Nel marzo del 2010, in Italia, viene pubblicata sulla Gazzetta Ufficiale la legge 38 dal titolo “Disposizioni per garantire l’accesso alle cure palliative e alla terapia del dolore”, una legge necessaria, che tutela i malati terminali promuovendone la qualità di vita attraverso interventi mirati a controllare i sintomi refrattari quali dolore, dispnea, l’astenia, la confusione o l’irrequietezza.
Questo può avvenire solo attraverso una presa in carico globale che riguarda la persona assistita ed i suoi caregiver, protagonisti attivi dell’accompagnamento del terminale.
La stessa legge parla di rete di cure palliative volendo intendere un sistema nazionale che garantisca ai malati l’accesso ai diversi setting di cura e della necessità di accompagnare il cittadino che riceve una diagnosi infausta attraverso una continuità assistenziale che vada dall’ospedale al domicilio, dal medico di medicina generale alle equipe domiciliari fino ad arrivare all’Hospice.
Le cure palliative sono riconosciute tra i LEA (Livelli Essenziali di Assistenza) seppur la situazioni vari sensibilmente tra le diverse regioni Italiane.
La filosofia dell’Hospice Movement nacque in Inghilterra alla fine degli anni 60 ad opera di Cicely Saunders, infermiera britannica, successivamente laureatasi in Medicina, che nel 1967 fondò a Londra il St Christopher’s Hospice. Punti fondamentali della sua opera sono l’umanizzazione delle cure, la presa in carico continua e globale, la valutazione multidisciplinare dei vari sintomi riconoscendone la matrice fisica, emotiva e sociale, il riconoscimento del dolore totale del paziente terminale.
Nacquero così le cure palliative. L’inguaribilità smise di essere incurabilità.
E si comprese quanto fosse necessario creare un percorso in grado di conservare la qualità della vita fino all’ultimo respiro.

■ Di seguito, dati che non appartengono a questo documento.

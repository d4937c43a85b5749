//! Rendering for the topmost open dialog

use ratatui::buffer::Buffer;
use ratatui::layout::Rect;
use ratatui::style::{Modifier, Style};
use ratatui::text::{Line, Span};
use ratatui::widgets::{Block, Borders, Clear, Paragraph, Widget};

use crate::commands::{filter_actions, help_lines, key_display};
use crate::input::split_dialog_items;
use crate::model::{AppModel, DialogKind, DialogLayer, SshField};
use crate::theme::available_theme_ids;

use super::helpers::{centered_rect, term_color, truncate};

/// Rows listed by list-style dialogs
const LIST_ROWS: usize = 12;

struct DialogStyles {
    body: Style,
    border: Style,
    selected: Style,
    dim: Style,
}

impl DialogStyles {
    fn new(model: &AppModel) -> Self {
        let overlay = &model.theme.overlay;
        let body = Style::default()
            .bg(term_color(overlay.background))
            .fg(term_color(overlay.foreground));
        Self {
            body,
            border: body.fg(term_color(overlay.border)),
            selected: body
                .bg(term_color(overlay.selection_background))
                .add_modifier(Modifier::BOLD),
            dim: body.add_modifier(Modifier::DIM),
        }
    }
}

/// A selectable list window: the rows around `selected`, styled
fn list_lines<'a>(
    items: impl IntoIterator<Item = String>,
    selected: usize,
    rows: usize,
    styles: &DialogStyles,
) -> Vec<Line<'a>> {
    let top = (selected + 1).saturating_sub(rows);
    items
        .into_iter()
        .enumerate()
        .skip(top)
        .take(rows)
        .map(|(i, text)| {
            if i == selected {
                Line::styled(format!("> {}", text), styles.selected)
            } else {
                Line::styled(format!("  {}", text), styles.body)
            }
        })
        .collect()
}

fn draw(buf: &mut Buffer, area: Rect, title: &str, lines: Vec<Line>, styles: &DialogStyles) -> Rect {
    Clear.render(area, buf);
    let block = Block::default()
        .borders(Borders::ALL)
        .title(format!(" {} ", title))
        .border_style(styles.border)
        .style(styles.body);
    let inner = block.inner(area);
    Paragraph::new(lines).block(block).render(area, buf);
    inner
}

/// Draw the topmost dialog over `screen`. Returns the text cursor position
/// for dialogs with an input line.
pub fn render_dialog(buf: &mut Buffer, model: &AppModel, screen: Rect) -> Option<(u16, u16)> {
    let layer = model.ui.dialogs.top()?;
    let styles = DialogStyles::new(model);
    let dialogs = &model.ui.dialogs;
    let width = screen.width.saturating_sub(4).min(70);

    match layer {
        DialogLayer::CommandPalette => {
            let palette = dialogs.command_palette.as_ref()?;
            let matches = filter_actions(&palette.input);
            let inner_width = width.saturating_sub(4) as usize;
            let mut lines = vec![Line::styled(format!("> {}", palette.input), styles.body)];
            let entries = matches.iter().map(|info| {
                let keys = key_display(&model.keymap, info.action);
                let label = format!("{:<32} {}", info.description, keys);
                truncate(&label, inner_width)
            });
            lines.extend(list_lines(entries, palette.selected, LIST_ROWS, &styles));
            if matches.is_empty() {
                lines.push(Line::styled("  No matching command", styles.dim));
            }
            let area = centered_rect(screen, width, LIST_ROWS as u16 + 3);
            let inner = draw(buf, area, "Command Palette", lines, &styles);
            input_cursor(inner, 2 + palette.input.chars().count())
        }
        DialogLayer::Ssh => {
            let ssh = dialogs.ssh.as_ref()?;
            let fields = [
                (SshField::Host, "Host", &ssh.host),
                (SshField::User, "User", &ssh.user),
                (SshField::Port, "Port", &ssh.port),
                (SshField::Path, "Path", &ssh.path),
            ];
            let mut cursor_row = 0;
            let mut lines: Vec<Line> = Vec::new();
            for (row, (field, label, value)) in fields.iter().enumerate() {
                let style = if *field == ssh.field {
                    cursor_row = row;
                    styles.selected
                } else {
                    styles.body
                };
                lines.push(Line::from(vec![
                    Span::styled(format!("{:<6}", label), styles.dim),
                    Span::styled(value.to_string(), style),
                ]));
            }
            lines.push(Line::styled("Tab next field | Enter fetch | Esc cancel", styles.dim));
            let area = centered_rect(screen, width, 7);
            let inner = draw(buf, area, "Open Remote File (SSH)", lines, &styles);
            let value = fields[cursor_row].2.chars().count();
            let (x, y) = input_cursor(inner, 6 + value)?;
            Some((x, y + cursor_row as u16))
        }
        DialogLayer::SaveAs | DialogLayer::CreateFolder => {
            let (title, prompt) = if layer == DialogLayer::SaveAs {
                ("Save As", dialogs.save_as.as_ref()?)
            } else {
                ("New Folder", dialogs.create_folder.as_ref()?)
            };
            let lines = vec![
                Line::styled(format!("> {}", prompt.input), styles.body),
                Line::styled(format!("in {}", model.browser_dir().display()), styles.dim),
            ];
            let area = centered_rect(screen, width, 4);
            let inner = draw(buf, area, title, lines, &styles);
            input_cursor(inner, 2 + prompt.input.chars().count())
        }
        DialogLayer::Help => {
            let help = dialogs.help.as_ref()?;
            let all = help_lines(&model.keymap);
            let height = screen.height.saturating_sub(2);
            let rows = height.saturating_sub(2) as usize;
            let lines: Vec<Line> = all
                .into_iter()
                .skip(help.scroll)
                .take(rows)
                .map(|line| Line::styled(line, styles.body))
                .collect();
            let area = centered_rect(screen, width.max(60).min(screen.width), height);
            draw(buf, area, "Help (Esc/F1 to close)", lines, &styles);
            None
        }
        DialogLayer::ThemeMenu => {
            let menu = dialogs.theme_menu.as_ref()?;
            let ids = available_theme_ids();
            let current = model.config.theme.clone();
            let entries = ids.into_iter().map(|id| {
                if id == current {
                    format!("{} (current)", id)
                } else {
                    id
                }
            });
            let lines = list_lines(entries, menu.selected, LIST_ROWS, &styles);
            let height = lines.len() as u16 + 2;
            let area = centered_rect(screen, width.min(40), height);
            draw(buf, area, "Theme", lines, &styles);
            None
        }
        DialogLayer::Dialog => {
            let dialog = dialogs.dialog.as_ref()?;
            let mut lines = vec![Line::styled(dialog.message.clone(), styles.body)];
            match dialog.kind {
                DialogKind::Confirm => {
                    lines.push(Line::styled("y / Enter: yes    n / Esc: no", styles.dim));
                }
                DialogKind::Input => {
                    lines.push(Line::styled(format!("> {}", dialog.input), styles.body));
                }
            }
            let title = match dialog.kind {
                DialogKind::Confirm => "Confirm",
                DialogKind::Input => "Input",
            };
            let area = centered_rect(screen, width, 4);
            let inner = draw(buf, area, title, lines, &styles);
            match dialog.kind {
                DialogKind::Confirm => None,
                DialogKind::Input => {
                    let (x, y) = input_cursor(inner, 2 + dialog.input.chars().count())?;
                    Some((x, y + 1))
                }
            }
        }
        DialogLayer::FilePicker => {
            let picker = dialogs.file_picker.as_ref()?;
            let visible = picker.visible_entries();
            let mut lines = vec![
                Line::styled(picker.dir.display().to_string(), styles.dim),
                Line::styled(format!("> {}", picker.filter), styles.body),
            ];
            let entries = visible.iter().map(|entry| {
                if entry.is_dir {
                    format!("{}/", entry.name)
                } else {
                    entry.name.clone()
                }
            });
            lines.extend(list_lines(entries, picker.selected, LIST_ROWS, &styles));
            let area = centered_rect(screen, width, LIST_ROWS as u16 + 4);
            let inner = draw(buf, area, "Open File", lines, &styles);
            let (x, y) = input_cursor(inner, 2 + picker.filter.chars().count())?;
            Some((x, y + 1))
        }
        DialogLayer::SplitDialog => {
            let state = dialogs.split_dialog.as_ref()?;
            let labels = split_dialog_items(model).into_iter().map(|(label, _)| label);
            let lines = list_lines(labels, state.selected, LIST_ROWS, &styles);
            let height = lines.len() as u16 + 2;
            let area = centered_rect(screen, width.min(50), height);
            draw(buf, area, "Split View", lines, &styles);
            None
        }
    }
}

fn input_cursor(inner: Rect, column: usize) -> Option<(u16, u16)> {
    let x = inner.x as usize + column;
    (x < inner.right() as usize && inner.height > 0).then_some((x as u16, inner.y))
}
//! Split view tests - pane focus, per-pane documents and views, the split dialog

mod common;

use common::{alt, ctrl, ctrl_key, cursor, key, send, test_model};
use strand::input::{route, split_dialog_items};
use strand::keymap::KeyCode;
use strand::messages::{LayoutMsg, Msg};
use strand::model::{AppModel, Document};
use strand::update::update;

/// Two documents in a vertical split: left shows "left", right shows "right",
/// right pane active
fn two_pane_model() -> AppModel {
    let mut model = test_model("left\nfile", 0, 0);
    model.documents.add(Document::with_text("right\nfile\nhere"));
    model.switch_document(0);
    update(&mut model, Msg::Layout(LayoutMsg::SplitVertical));
    update(&mut model, Msg::Layout(LayoutMsg::SwitchToTab(1)));
    model
}

fn pane_documents(model: &AppModel) -> Vec<usize> {
    model
        .split_view
        .regions()
        .iter()
        .map(|r| r.document_index)
        .collect()
}

#[test]
fn test_split_assigns_documents_per_pane() {
    let model = two_pane_model();
    assert_eq!(model.split_view.regions().len(), 2);
    assert_eq!(model.split_view.active_index(), Some(1));
    assert_eq!(pane_documents(&model), vec![0, 1]);
    assert_eq!(model.documents.current_index(), 1);
}

#[test]
fn test_focus_right_switches_document() {
    let mut model = two_pane_model();
    route(&mut model, &ctrl_key(KeyCode::Left));
    assert_eq!(model.split_view.active_index(), Some(0));
    assert_eq!(model.documents.current_index(), 0);

    route(&mut model, &ctrl_key(KeyCode::Right));

    let active = model.split_view.active_region().unwrap();
    assert_eq!(model.split_view.active_index(), Some(1));
    assert_eq!(model.documents.current_index(), active.document_index);
    assert_eq!(model.ui.status_message, "Split view: Region 2/2");
}

#[test]
fn test_focus_without_neighbour_reports() {
    let mut model = two_pane_model();
    route(&mut model, &ctrl_key(KeyCode::Right));
    assert_eq!(model.split_view.active_index(), Some(1));
    assert_eq!(model.ui.status_message, "No split in that direction");
}

#[test]
fn test_each_pane_keeps_its_cursor() {
    let mut model = two_pane_model();
    send(&mut model, &[key(KeyCode::Down), key(KeyCode::Right)]);
    assert_eq!(cursor(&model), (1, 1));

    route(&mut model, &ctrl_key(KeyCode::Left));
    send(&mut model, &[key(KeyCode::End)]);
    assert_eq!(cursor(&model), (0, 4));

    route(&mut model, &ctrl_key(KeyCode::Right));
    assert_eq!(cursor(&model), (1, 1));
}

#[test]
fn test_same_document_in_both_panes() {
    let mut model = test_model("shared", 0, 0);
    update(&mut model, Msg::Layout(LayoutMsg::SplitHorizontal));
    assert_eq!(pane_documents(&model), vec![0, 0]);

    route(&mut model, &ctrl_key(KeyCode::Up));
    assert_eq!(model.split_view.active_index(), Some(0));
    assert_eq!(model.documents.current_index(), 0);
}

#[test]
fn test_resize_chords() {
    let mut model = test_model("text", 0, 0);
    route(&mut model, &alt('='));
    assert!(model.ui.status_message.starts_with("No splits to resize"));

    update(&mut model, Msg::Layout(LayoutMsg::SplitVertical));
    route(&mut model, &alt('-'));
    assert!(model.ui.status_message.starts_with("Split:"));
}

#[test]
fn test_split_dialog_closes_all() {
    let mut model = two_pane_model();
    route(&mut model, &ctrl('l'));
    assert!(model.ui.dialogs.split_dialog.is_some());

    let items = split_dialog_items(&model);
    assert_eq!(items.len(), 5);
    assert_eq!(items[4].0, "Close all splits");

    for _ in 0..4 {
        route(&mut model, &key(KeyCode::Down));
    }
    route(&mut model, &key(KeyCode::Enter));

    assert!(model.ui.dialogs.split_dialog.is_none());
    assert!(!model.split_view.has_splits());
    assert_eq!(model.ui.status_message, "All splits closed");
}

#[test]
fn test_closing_split_keeps_documents_open() {
    let mut model = two_pane_model();
    update(&mut model, Msg::Layout(LayoutMsg::CloseSplit(1)));
    assert!(!model.split_view.has_splits());
    assert_eq!(model.documents.document_count(), 2);
    assert_eq!(model.documents.current_index(), 0);
}

#[test]
fn test_closing_other_pane_keeps_cursor_after_focus_round_trip() {
    let mut model = test_model(&common::numbered_lines(20), 0, 0);
    update(&mut model, Msg::Layout(LayoutMsg::SplitVertical));
    route(&mut model, &ctrl_key(KeyCode::Left));
    route(&mut model, &ctrl_key(KeyCode::Right));
    for _ in 0..5 {
        route(&mut model, &key(KeyCode::Down));
    }
    assert_eq!(cursor(&model), (5, 0));

    update(&mut model, Msg::Layout(LayoutMsg::CloseSplit(0)));

    assert!(!model.split_view.has_splits());
    assert_eq!(cursor(&model), (5, 0));
}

In Italia il percorso è più difficile, le cure palliative nascono e crescono ad opera di associazioni no profit che si occupano di malati terminali. Nel 1977, a Milano, la Fondazione Floriani in collaborazione con l’Istituto Nazionale Tumori, iniziò l’attività di assistenza domiciliare ma dovremmo aspettare il nuovo millennio per riuscire ad ottenere una legge grazie alla quale sia possibile ottenere finanziamenti per la nascita e lo sviluppo degli hospice.
Il Codice Deontologico dell’Infermiere, all’articolo 6, riconosce la palliazione come attività di tutela per la salute del singolo e la collettività.
Fondamentale resta il ruolo dell’infermiere all’interno dell’equipe multidisciplinare che si occupa di cure palliative per il monitoraggio dei sintomi sia a domicilio che in hospice (ricordiamo che molti di queste strutture sono nate sul modello anglosassone di hospice a conduzione infermieristica), per la presa in carico globale dell’assistito e della sua famiglia che passano dall’affidamento alla necessità di un percorso di elaborazione della diagnosi, della prognosi e del lutto.
Anche in ospedale le dimissioni protette e la figura delle infermiere case manager permettono alle persone assistite di ricevere un aiuto concreto al momento della prognosi infausta per l’attivazione delle ADI di cure palliative.